Although there is a large practical potential of data-driven policies and educational tools, it is important that an educational data strategy not be developed in and of itself. Unlike what some big data enthusiasts have claimed, the data does not “speaks for itself” in education (Anderson, 2008). Those teachers, administrators and policy-makers, who are working to better educate our children, will still face complicated dilemma appealing to their professional expertise regardless of the level of integration of data analytics in education.

Furthermore, to insure political willingness, it is critical that work teams and stakeholders profit from the collected and analysed data (De Smedt et al., 2017). This contributes to the transparency of data use. Finally, although the evidence is still quite thin regarding the benefits of learning analytics, it must be noted that only a small quantity of validated instruments are actually being used to measure the quality and transmission of knowledge through learning platforms (Jivet et al., 2018).

Despite this scarcity of evidence pertaining to education, the exploitation of data through learning analytics can be linked to the recognized advantages of big data in driving public policy. Namely, it can facilitate a differentiation of services, increased decisional transparency, needs identification and organizational efficiency (Broucker, 2016). Generally, the lack of available data backing a decision is an indication of a lack of information and, thus, sub-optimal decision-making (Broucker, 2016).

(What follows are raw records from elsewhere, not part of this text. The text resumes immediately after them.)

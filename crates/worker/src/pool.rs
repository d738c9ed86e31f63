//! Worker pool: N concurrent claim loops over one task queue.
//!
//! Each loop wakes every `poll_interval`, then drains the queue one task at
//! a time until it is empty. Tasks already running when the pool is
//! cancelled are finished before the loop exits.

use std::sync::Arc;
use std::time::Duration;

use bigshot_pipeline::{TaskQueue, Worker};
use tokio::task::JoinHandle;
use tokio_util::sync::CancellationToken;

/// Shortest accepted poll interval; `tokio::time::interval` rejects zero.
pub const MIN_POLL_INTERVAL: Duration = Duration::from_millis(1);

pub struct WorkerPool {
    worker: Worker,
    queue: Arc<dyn TaskQueue>,
    concurrency: usize,
    poll_interval: Duration,
}

impl WorkerPool {
    pub fn new(
        worker: Worker,
        queue: Arc<dyn TaskQueue>,
        concurrency: usize,
        poll_interval: Duration,
    ) -> Self {
        Self {
            worker,
            queue,
            concurrency: concurrency.max(1),
            poll_interval: poll_interval.max(MIN_POLL_INTERVAL),
        }
    }

    /// Spawn the pool onto the runtime.
    pub fn start(self, cancel: CancellationToken) -> JoinHandle<()> {
        tokio::spawn(self.run(cancel))
    }

    /// Run every claim loop until `cancel` fires.
    pub async fn run(self, cancel: CancellationToken) {
        tracing::info!(
            worker = %self.worker.name(),
            concurrency = self.concurrency,
            poll_interval_ms = self.poll_interval.as_millis() as u64,
            "Worker pool started",
        );

        let loops: Vec<_> = (0..self.concurrency)
            .map(|slot| {
                tokio::spawn(claim_loop(
                    slot,
                    self.worker.clone(),
                    Arc::clone(&self.queue),
                    self.poll_interval,
                    cancel.clone(),
                ))
            })
            .collect();

        for handle in futures::future::join_all(loops).await {
            if let Err(e) = handle {
                tracing::error!(error = %e, "Claim loop panicked");
            }
        }
        tracing::info!(worker = %self.worker.name(), "Worker pool stopped");
    }
}

async fn claim_loop(
    slot: usize,
    worker: Worker,
    queue: Arc<dyn TaskQueue>,
    poll_interval: Duration,
    cancel: CancellationToken,
) {
    let mut ticker = tokio::time::interval(poll_interval);

    loop {
        tokio::select! {
            _ = cancel.cancelled() => {
                tracing::debug!(slot, "Claim loop shutting down");
                break;
            }
            _ = ticker.tick() => {
                while !cancel.is_cancelled() {
                    match worker.run_next(queue.as_ref()).await {
                        Ok(Some(outcome)) => {
                            tracing::debug!(slot, state = %outcome.task_state(), "Task finished");
                        }
                        Ok(None) => break,
                        Err(e) => {
                            tracing::error!(slot, error = %e, "Claim cycle failed");
                            break;
                        }
                    }
                }
            }
        }
    }
}
//! Domain name normalisation, validation and tag merging.

use std::collections::BTreeSet;
use std::sync::LazyLock;

use regex::Regex;

use crate::error::CoreError;

/// Host prefixes stripped during normalisation (at most one is removed).
const NOISE_PREFIXES: [&str; 3] = ["m.", "mobile.", "wap."];

/// Maximum length of a fully qualified domain name.
const MAX_DOMAIN_LEN: usize = 253;

const HOSTNAME_PATTERN: &str = r"^(?:[a-z0-9](?:[a-z0-9-]{0,61}[a-z0-9])?\.)+[a-z]{2,63}$";

static HOSTNAME_RE: LazyLock<Regex> =
    LazyLock::new(|| Regex::new(HOSTNAME_PATTERN).expect("valid regex"));

/// Normalise a discovered host name.
///
/// Lower-cases, trims whitespace, drops a trailing dot, strips a leading
/// `www.` and then at most one noise prefix (`m.`, `mobile.`, `wap.`).
pub fn normalize_domain(domain: &str) -> String {
    let mut name = domain.trim().to_lowercase();

    if let Some(stripped) = name.strip_suffix('.') {
        name = stripped.to_string();
    }
    if let Some(stripped) = name.strip_prefix("www.") {
        name = stripped.to_string();
    }
    if let Some(stripped) = NOISE_PREFIXES
        .iter()
        .find_map(|prefix| name.strip_prefix(prefix))
    {
        name = stripped.to_string();
    }

    name
}

/// Validate a root domain submitted for enumeration.
pub fn validate_target(target: &str) -> Result<(), CoreError> {
    let name = target.trim().to_lowercase();
    if name.is_empty() || name.len() > MAX_DOMAIN_LEN || !HOSTNAME_RE.is_match(&name) {
        return Err(CoreError::Validation(format!(
            "'{target}' is not a valid domain name"
        )));
    }
    Ok(())
}

/// Whether `candidate` is a strict subdomain of `root`.
pub fn is_subdomain_of(candidate: &str, root: &str) -> bool {
    candidate.len() > root.len() + 1 && candidate.ends_with(&format!(".{root}"))
}

/// Union comma-separated tag lists, dropping blanks. Output is sorted so
/// repeated merges are stable.
pub fn merge_tags<'a>(lists: impl IntoIterator<Item = Option<&'a str>>) -> Option<String> {
    let merged: BTreeSet<&str> = lists
        .into_iter()
        .flatten()
        .flat_map(|list| list.split(','))
        .map(str::trim)
        .filter(|tag| !tag.is_empty())
        .collect();

    if merged.is_empty() {
        None
    } else {
        Some(merged.into_iter().collect::<Vec<_>>().join(","))
    }
}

Policies can be better implemented through quick and vast access to information about students and other educational stakeholders. In other words, the needs of students and other educational stakeholders can be more efficiently satisfied with evidence obtained from data collection (e.g. lower cost, higher speed of implementation). Such evidence-based education is a rational response to the so-called fetishization of change that has been plaguing educational reforms (Furedi, 2010; Groot & van den Brink, 2017).

It follows that data analytics should not become a new object for the fetishization of change in educational reforms. Indeed, quantitative goals (e.g. quantity of sensors in a classroom) should not be confounded with educational attainments (Long & Siemens, 2011; Mandl et al., 2008). Rather, data analytics should be developed and motivated as an approach that ensures that there are opportunities to use data in order to sustain mutually agreeable educational objectives.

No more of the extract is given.